//! Run-wide request metrics.
//!
//! # Design
//! Every executed request pushes one `MetricsRecord` into a bounded
//! channel. A single consumer thread owns the `AggregateMetrics`
//! accumulator and drains the channel in arrival order. When the run ends
//! the sink is closed, the consumer finishes draining and hands the final
//! aggregate back over a oneshot channel, so the aggregate can only be read
//! once nothing can write to it any more.
//!
//! Lifecycle: `Idle` -> `Collecting` (`start`) -> `Draining`
//! (`stop_and_wait` closed the sink) -> `Done`.
//!
//! The sink and the completion wait use tokio's blocking channel API. On a
//! thread driving an async runtime the sink never blocks: a push into a full
//! buffer is dropped with a warning. `stop_and_wait` refuses to run there at
//! all; call it from a plain thread.

use std::fmt;
use std::sync::Arc;
use std::thread::{self, JoinHandle};

use parking_lot::RwLock;
use tokio::runtime::Handle;
use tokio::sync::mpsc::error::TrySendError;
use tokio::sync::{mpsc, oneshot};
use tracing::{debug, warn};

use crate::error::Error;

/// Buffered records before a push blocks on a lagging consumer.
pub const SINK_CAPACITY: usize = 1000;

/// One completed request.
#[derive(Debug, Clone, PartialEq, Eq)]
pub struct MetricsRecord {
    pub status: u16,
    /// URL path only, no host or query.
    pub endpoint: String,
    pub duration_ms: u64,
}

/// Producer handle onto the metrics channel. Clones share one channel;
/// closing it through the aggregator closes it for every clone.
#[derive(Debug, Clone)]
pub struct MetricsSink {
    sender: Arc<RwLock<Option<mpsc::Sender<MetricsRecord>>>>,
}

impl MetricsSink {
    /// Push a record, blocking while the buffer is full. Records pushed
    /// after the sink was closed are dropped.
    ///
    /// On an async runtime thread this never blocks. If the buffer is full
    /// there, the record is dropped with a warning.
    pub fn record(&self, record: MetricsRecord) {
        // Clone out of the lock so a blocked push never holds it.
        let sender = self.sender.read().clone();
        let Some(sender) = sender else {
            warn!(endpoint = %record.endpoint, "metrics sink closed, record dropped");
            return;
        };
        let record = match sender.try_send(record) {
            Ok(()) => return,
            Err(TrySendError::Closed(record)) => {
                warn!(endpoint = %record.endpoint, "metrics consumer gone, record dropped");
                return;
            }
            Err(TrySendError::Full(record)) => record,
        };
        if on_runtime_thread() {
            warn!(endpoint = %record.endpoint, "metrics buffer full on a runtime thread, record dropped");
            return;
        }
        if let Err(mpsc::error::SendError(record)) = sender.blocking_send(record) {
            warn!(endpoint = %record.endpoint, "metrics consumer gone, record dropped");
        }
    }

    pub fn is_closed(&self) -> bool {
        self.sender.read().is_none()
    }

    fn close(&self) {
        self.sender.write().take();
    }
}

/// The request that took longest during the run.
#[derive(Debug, Clone, PartialEq, Eq)]
pub struct SlowestRequest {
    pub endpoint: String,
    pub duration_ms: u64,
}

/// Running statistics over every record the consumer has seen.
#[derive(Debug, Clone, Default, PartialEq, Eq)]
pub struct AggregateMetrics {
    pub total_requests: u64,
    pub total_duration_ms: u64,
    pub slowest: Option<SlowestRequest>,
    pub min_duration_ms: Option<u64>,
}

impl AggregateMetrics {
    fn observe(&mut self, record: &MetricsRecord) {
        self.total_requests += 1;
        self.total_duration_ms += record.duration_ms;

        // Ties keep the first endpoint seen.
        let is_slower = self
            .slowest
            .as_ref()
            .map_or(true, |slowest| record.duration_ms > slowest.duration_ms);
        if is_slower {
            self.slowest = Some(SlowestRequest {
                endpoint: record.endpoint.clone(),
                duration_ms: record.duration_ms,
            });
        }

        self.min_duration_ms = Some(match self.min_duration_ms {
            Some(min) => min.min(record.duration_ms),
            None => record.duration_ms,
        });
    }

    pub fn max_duration_ms(&self) -> Option<u64> {
        self.slowest.as_ref().map(|s| s.duration_ms)
    }

    pub fn slowest_endpoint(&self) -> Option<&str> {
        self.slowest.as_ref().map(|s| s.endpoint.as_str())
    }

    /// Mean duration in milliseconds, 0.0 when nothing was recorded.
    pub fn average_ms(&self) -> f64 {
        if self.total_requests == 0 {
            return 0.0;
        }
        self.total_duration_ms as f64 / self.total_requests as f64
    }
}

impl fmt::Display for AggregateMetrics {
    fn fmt(&self, f: &mut fmt::Formatter<'_>) -> fmt::Result {
        writeln!(f, "Total number of sending requests: {}", self.total_requests)?;
        writeln!(f, "Total time for waiting response : {} ms", self.total_duration_ms)?;
        match &self.slowest {
            Some(slowest) => writeln!(
                f,
                "Max time for response           : {} ms in request to {}",
                slowest.duration_ms, slowest.endpoint
            )?,
            None => writeln!(f, "Max time for response           : -")?,
        }
        match self.min_duration_ms {
            Some(min) => writeln!(f, "Min time for response           : {min} ms")?,
            None => writeln!(f, "Min time for response           : -")?,
        }
        write!(f, "Average time for response       : {:.3} ms", self.average_ms())
    }
}

#[derive(Debug, Clone, Copy, PartialEq, Eq)]
pub enum AggregatorState {
    Idle,
    Collecting,
    Draining,
    Done,
}

/// Owns the single consumer for one test run.
#[derive(Debug)]
pub struct MetricsAggregator {
    state: AggregatorState,
    capacity: usize,
    sink: Option<MetricsSink>,
    done: Option<oneshot::Receiver<AggregateMetrics>>,
    worker: Option<JoinHandle<()>>,
    result: Option<AggregateMetrics>,
}

impl Default for MetricsAggregator {
    fn default() -> Self {
        Self::new()
    }
}

impl MetricsAggregator {
    pub fn new() -> Self {
        Self::with_capacity(SINK_CAPACITY)
    }

    pub fn with_capacity(capacity: usize) -> Self {
        Self {
            state: AggregatorState::Idle,
            capacity: capacity.max(1),
            sink: None,
            done: None,
            worker: None,
            result: None,
        }
    }

    pub fn state(&self) -> AggregatorState {
        self.state
    }

    /// Spawn the consumer and return a sink for producers.
    pub fn start(&mut self) -> Result<MetricsSink, Error> {
        if self.state != AggregatorState::Idle {
            return Err(Error::Aggregator(format!(
                "start called in state {:?}, expected Idle",
                self.state
            )));
        }

        let (tx, rx) = mpsc::channel(self.capacity);
        let (done_tx, done_rx) = oneshot::channel();
        let worker = thread::Builder::new()
            .name("metrics-aggregator".to_string())
            .spawn(move || consume(rx, done_tx))
            .map_err(|e| Error::Aggregator(format!("spawning consumer: {e}")))?;

        let sink = MetricsSink {
            sender: Arc::new(RwLock::new(Some(tx))),
        };
        self.sink = Some(sink.clone());
        self.done = Some(done_rx);
        self.worker = Some(worker);
        self.state = AggregatorState::Collecting;
        debug!(capacity = self.capacity, "metrics aggregator started");
        Ok(sink)
    }

    /// Another handle onto the running sink, if collecting.
    pub fn sink(&self) -> Option<MetricsSink> {
        self.sink.clone()
    }

    /// Close the sink, wait for the consumer to drain it and return the
    /// final aggregate.
    ///
    /// Blocks, so it fails with `Error::Aggregator` on a thread that drives
    /// an async runtime. The aggregator is left collecting in that case.
    pub fn stop_and_wait(&mut self) -> Result<AggregateMetrics, Error> {
        if self.state != AggregatorState::Collecting {
            return Err(Error::Aggregator(format!(
                "stop_and_wait called in state {:?}, expected Collecting",
                self.state
            )));
        }
        if on_runtime_thread() {
            return Err(Error::Aggregator(
                "stop_and_wait blocks and cannot run on an async runtime thread".to_string(),
            ));
        }

        self.state = AggregatorState::Draining;
        if let Some(sink) = self.sink.take() {
            sink.close();
        }
        let done = self
            .done
            .take()
            .ok_or_else(|| Error::Aggregator("completion channel missing".to_string()))?;
        let metrics = done
            .blocking_recv()
            .map_err(|_| Error::Aggregator("consumer exited without signalling".to_string()))?;
        if let Some(worker) = self.worker.take() {
            worker
                .join()
                .map_err(|_| Error::Aggregator("consumer thread panicked".to_string()))?;
        }

        self.state = AggregatorState::Done;
        self.result = Some(metrics.clone());
        Ok(metrics)
    }

    /// The final aggregate, once `stop_and_wait` has returned.
    pub fn metrics(&self) -> Option<&AggregateMetrics> {
        self.result.as_ref()
    }
}

impl Drop for MetricsAggregator {
    fn drop(&mut self) {
        // Lets the consumer thread exit if the run never called stop_and_wait.
        if let Some(sink) = self.sink.take() {
            sink.close();
        }
    }
}

fn on_runtime_thread() -> bool {
    Handle::try_current().is_ok()
}

fn consume(mut rx: mpsc::Receiver<MetricsRecord>, done: oneshot::Sender<AggregateMetrics>) {
    let mut metrics = AggregateMetrics::default();
    while let Some(record) = rx.blocking_recv() {
        metrics.observe(&record);
    }
    debug!(total_requests = metrics.total_requests, "metrics drained");
    let _ = done.send(metrics);
}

* **Work order**:
Using the data above, reproduce exactly the lines between those holding "let done = self" and "pub fn metrics(&self)", inclusive, and no others.

* **The answer**:
        let done = self
            .done
            .take()
            .ok_or_else(|| Error::Aggregator("completion channel missing".to_string()))?;
        let metrics = done
            .blocking_recv()
            .map_err(|_| Error::Aggregator("consumer exited without signalling".to_string()))?;
        if let Some(worker) = self.worker.take() {
            worker
                .join()
                .map_err(|_| Error::Aggregator("consumer thread panicked".to_string()))?;
        }

        self.state = AggregatorState::Done;
        self.result = Some(metrics.clone());
        Ok(metrics)
    }

    /// The final aggregate, once `stop_and_wait` has returned.
    pub fn metrics(&self) -> Option<&AggregateMetrics> {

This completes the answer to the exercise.